Dataset entries:
---

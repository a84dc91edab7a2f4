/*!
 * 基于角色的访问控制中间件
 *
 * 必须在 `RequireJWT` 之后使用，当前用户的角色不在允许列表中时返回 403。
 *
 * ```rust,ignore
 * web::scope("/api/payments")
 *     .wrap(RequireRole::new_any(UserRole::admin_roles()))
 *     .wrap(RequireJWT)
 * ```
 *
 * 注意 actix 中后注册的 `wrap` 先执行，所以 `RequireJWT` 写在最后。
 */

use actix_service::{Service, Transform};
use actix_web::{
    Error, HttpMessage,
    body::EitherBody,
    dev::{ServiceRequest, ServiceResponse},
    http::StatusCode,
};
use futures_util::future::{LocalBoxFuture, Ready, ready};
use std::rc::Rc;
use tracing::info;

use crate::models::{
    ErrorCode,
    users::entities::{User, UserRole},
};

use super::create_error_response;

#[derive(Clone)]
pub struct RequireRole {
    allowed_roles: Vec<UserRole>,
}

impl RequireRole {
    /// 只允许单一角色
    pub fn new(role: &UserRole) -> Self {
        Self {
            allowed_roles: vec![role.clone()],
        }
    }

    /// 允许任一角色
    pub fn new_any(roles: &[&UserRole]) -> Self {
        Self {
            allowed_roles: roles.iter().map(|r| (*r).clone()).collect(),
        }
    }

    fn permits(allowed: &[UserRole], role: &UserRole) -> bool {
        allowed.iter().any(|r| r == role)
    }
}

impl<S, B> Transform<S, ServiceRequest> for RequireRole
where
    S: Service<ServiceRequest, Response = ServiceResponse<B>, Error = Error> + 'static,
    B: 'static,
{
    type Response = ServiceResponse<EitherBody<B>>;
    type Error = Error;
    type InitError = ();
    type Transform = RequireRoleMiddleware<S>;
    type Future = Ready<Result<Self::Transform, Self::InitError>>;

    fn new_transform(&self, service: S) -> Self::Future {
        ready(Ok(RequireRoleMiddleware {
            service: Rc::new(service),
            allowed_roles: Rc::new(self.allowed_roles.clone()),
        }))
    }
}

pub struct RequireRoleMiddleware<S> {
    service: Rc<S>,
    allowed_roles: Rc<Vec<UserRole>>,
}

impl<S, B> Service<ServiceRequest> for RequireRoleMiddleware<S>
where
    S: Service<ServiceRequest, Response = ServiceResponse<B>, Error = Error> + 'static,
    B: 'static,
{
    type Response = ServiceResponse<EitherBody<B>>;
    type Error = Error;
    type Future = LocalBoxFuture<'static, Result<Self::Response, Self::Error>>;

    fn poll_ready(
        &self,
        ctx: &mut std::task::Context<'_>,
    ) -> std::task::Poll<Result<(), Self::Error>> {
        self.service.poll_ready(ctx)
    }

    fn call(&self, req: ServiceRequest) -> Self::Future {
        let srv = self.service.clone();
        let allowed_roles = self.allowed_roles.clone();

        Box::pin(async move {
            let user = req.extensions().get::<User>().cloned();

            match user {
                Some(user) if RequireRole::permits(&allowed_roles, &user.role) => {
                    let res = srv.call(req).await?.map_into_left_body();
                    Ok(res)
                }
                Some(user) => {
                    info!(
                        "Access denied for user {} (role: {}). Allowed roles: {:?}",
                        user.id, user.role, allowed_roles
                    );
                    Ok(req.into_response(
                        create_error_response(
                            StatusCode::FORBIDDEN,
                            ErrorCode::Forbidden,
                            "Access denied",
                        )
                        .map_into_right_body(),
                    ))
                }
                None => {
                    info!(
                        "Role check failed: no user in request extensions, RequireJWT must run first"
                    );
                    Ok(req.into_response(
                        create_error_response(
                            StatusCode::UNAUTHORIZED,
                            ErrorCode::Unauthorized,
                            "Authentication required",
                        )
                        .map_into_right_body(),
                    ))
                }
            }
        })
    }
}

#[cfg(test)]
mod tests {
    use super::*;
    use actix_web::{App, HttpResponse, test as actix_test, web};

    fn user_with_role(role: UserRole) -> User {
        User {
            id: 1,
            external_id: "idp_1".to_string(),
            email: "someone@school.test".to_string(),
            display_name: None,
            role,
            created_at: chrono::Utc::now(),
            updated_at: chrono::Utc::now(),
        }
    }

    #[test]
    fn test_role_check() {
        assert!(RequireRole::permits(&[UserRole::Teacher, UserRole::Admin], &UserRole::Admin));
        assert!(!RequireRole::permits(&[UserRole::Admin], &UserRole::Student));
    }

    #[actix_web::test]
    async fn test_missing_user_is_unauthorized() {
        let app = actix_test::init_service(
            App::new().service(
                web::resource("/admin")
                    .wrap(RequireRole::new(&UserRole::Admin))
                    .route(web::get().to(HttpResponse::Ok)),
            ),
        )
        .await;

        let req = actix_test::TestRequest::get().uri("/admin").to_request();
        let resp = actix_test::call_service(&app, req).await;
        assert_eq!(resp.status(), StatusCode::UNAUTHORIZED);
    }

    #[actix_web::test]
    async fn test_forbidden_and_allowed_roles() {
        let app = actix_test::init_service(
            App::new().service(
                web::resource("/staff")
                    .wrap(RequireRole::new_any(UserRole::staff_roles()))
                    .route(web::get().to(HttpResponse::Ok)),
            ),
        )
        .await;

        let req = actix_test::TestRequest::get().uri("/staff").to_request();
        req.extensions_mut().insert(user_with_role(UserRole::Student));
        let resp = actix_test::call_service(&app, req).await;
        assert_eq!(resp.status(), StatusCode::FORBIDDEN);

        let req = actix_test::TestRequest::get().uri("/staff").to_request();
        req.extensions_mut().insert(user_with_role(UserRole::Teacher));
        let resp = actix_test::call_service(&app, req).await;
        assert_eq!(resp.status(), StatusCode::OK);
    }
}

---

● **INSTRUCTIONS FOR THE TASK**: Could you transcribe every entry exactly, without altering anything?

● **ANSWER AREA**:
repository a84dc91edab7a2f4
/*!
 * 基于角色的访问控制中间件
 *
 * 必须在 `RequireJWT` 之后使用，当前用户的角色不在允许列表中时返回 403。
 *
 * ```rust,ignore
 * web::scope("/api/payments")
 *     .wrap(RequireRole::new_any(UserRole::admin_roles()))
 *     .wrap(RequireJWT)
 * ```
 *
 * 注意 actix 中后注册的 `wrap` 先执行，所以 `RequireJWT` 写在最后。
 */

use actix_service::{Service, Transform};
use actix_web::{
    Error, HttpMessage,
    body::EitherBody,
    dev::{ServiceRequest, ServiceResponse},
    http::StatusCode,
};
use futures_util::future::{LocalBoxFuture, Ready, ready};
use std::rc::Rc;
use tracing::info;

use crate::models::{
    ErrorCode,
    users::entities::{User, UserRole},
};

use super::create_error_response;

#[derive(Clone)]
pub struct RequireRole {
    allowed_roles: Vec<UserRole>,
}

impl RequireRole {
    /// 只允许单一角色
    pub fn new(role: &UserRole) -> Self {
        Self {
            allowed_roles: vec![role.clone()],
        }
    }

    /// 允许任一角色
    pub fn new_any(roles: &[&UserRole]) -> Self {
        Self {
            allowed_roles: roles.iter().map(|r| (*r).clone()).collect(),
        }
    }

    fn permits(allowed: &[UserRole], role: &UserRole) -> bool {
        allowed.iter().any(|r| r == role)
    }
}

impl<S, B> Transform<S, ServiceRequest> for RequireRole
where
    S: Service<ServiceRequest, Response = ServiceResponse<B>, Error = Error> + 'static,
    B: 'static,
{
    type Response = ServiceResponse<EitherBody<B>>;
    type Error = Error;
    type InitError = ();
    type Transform = RequireRoleMiddleware<S>;
    type Future = Ready<Result<Self::Transform, Self::InitError>>;

    fn new_transform(&self, service: S) -> Self::Future {
        ready(Ok(RequireRoleMiddleware {
            service: Rc::new(service),
            allowed_roles: Rc::new(self.allowed_roles.clone()),
        }))
    }
}

pub struct RequireRoleMiddleware<S> {
    service: Rc<S>,
    allowed_roles: Rc<Vec<UserRole>>,
}

impl<S, B> Service<ServiceRequest> for RequireRoleMiddleware<S>
where
    S: Service<ServiceRequest, Response = ServiceResponse<B>, Error = Error> + 'static,
    B: 'static,
{
    type Response = ServiceResponse<EitherBody<B>>;
    type Error = Error;
    type Future = LocalBoxFuture<'static, Result<Self::Response, Self::Error>>;

    fn poll_ready(
        &self,
        ctx: &mut std::task::Context<'_>,
    ) -> std::task::Poll<Result<(), Self::Error>> {
        self.service.poll_ready(ctx)
    }

    fn call(&self, req: ServiceRequest) -> Self::Future {
        let srv = self.service.clone();
        let allowed_roles = self.allowed_roles.clone();

        Box::pin(async move {
            let user = req.extensions().get::<User>().cloned();

            match user {
                Some(user) if RequireRole::permits(&allowed_roles, &user.role) => {
                    let res = srv.call(req).await?.map_into_left_body();
                    Ok(res)
                }
                Some(user) => {
                    info!(
                        "Access denied for user {} (role: {}). Allowed roles: {:?}",
                        user.id, user.role, allowed_roles
                    );
                    Ok(req.into_response(
                        create_error_response(
                            StatusCode::FORBIDDEN,
                            ErrorCode::Forbidden,
                            "Access denied",
                        )
                        .map_into_right_body(),
                    ))
                }
                None => {
                    info!(
                        "Role check failed: no user in request extensions, RequireJWT must run first"
                    );
                    Ok(req.into_response(
                        create_error_response(
                            StatusCode::UNAUTHORIZED,
                            ErrorCode::Unauthorized,
                            "Authentication required",
                        )
                        .map_into_right_body(),
                    ))
                }
            }
        })
    }
}

#[cfg(test)]
mod tests {
    use super::*;
    use actix_web::{App, HttpResponse, test as actix_test, web};

    fn user_with_role(role: UserRole) -> User {
        User {
            id: 1,
            external_id: "idp_1".to_string(),
            email: "someone@school.test".to_string(),
            display_name: None,
            role,
            created_at: chrono::Utc::now(),
            updated_at: chrono::Utc::now(),
        }
    }

    #[test]
    fn test_role_check() {
        assert!(RequireRole::permits(&[UserRole::Teacher, UserRole::Admin], &UserRole::Admin));
        assert!(!RequireRole::permits(&[UserRole::Admin], &UserRole::Student));
    }

    #[actix_web::test]
    async fn test_missing_user_is_unauthorized() {
        let app = actix_test::init_service(
            App::new().service(
                web::resource("/admin")
                    .wrap(RequireRole::new(&UserRole::Admin))
                    .route(web::get().to(HttpResponse::Ok)),
            ),
        )
        .await;

        let req = actix_test::TestRequest::get().uri("/admin").to_request();
        let resp = actix_test::call_service(&app, req).await;
        assert_eq!(resp.status(), StatusCode::UNAUTHORIZED);
    }

    #[actix_web::test]
    async fn test_forbidden_and_allowed_roles() {
        let app = actix_test::init_service(
            App::new().service(
                web::resource("/staff")
                    .wrap(RequireRole::new_any(UserRole::staff_roles()))
                    .route(web::get().to(HttpResponse::Ok)),
            ),
        )
        .await;

        let req = actix_test::TestRequest::get().uri("/staff").to_request();
        req.extensions_mut().insert(user_with_role(UserRole::Student));
        let resp = actix_test::call_service(&app, req).await;
        assert_eq!(resp.status(), StatusCode::FORBIDDEN);

        let req = actix_test::TestRequest::get().uri("/staff").to_request();
        req.extensions_mut().insert(user_with_role(UserRole::Teacher));
        let resp = actix_test::call_service(&app, req).await;
        assert_eq!(resp.status(), StatusCode::OK);
    }
}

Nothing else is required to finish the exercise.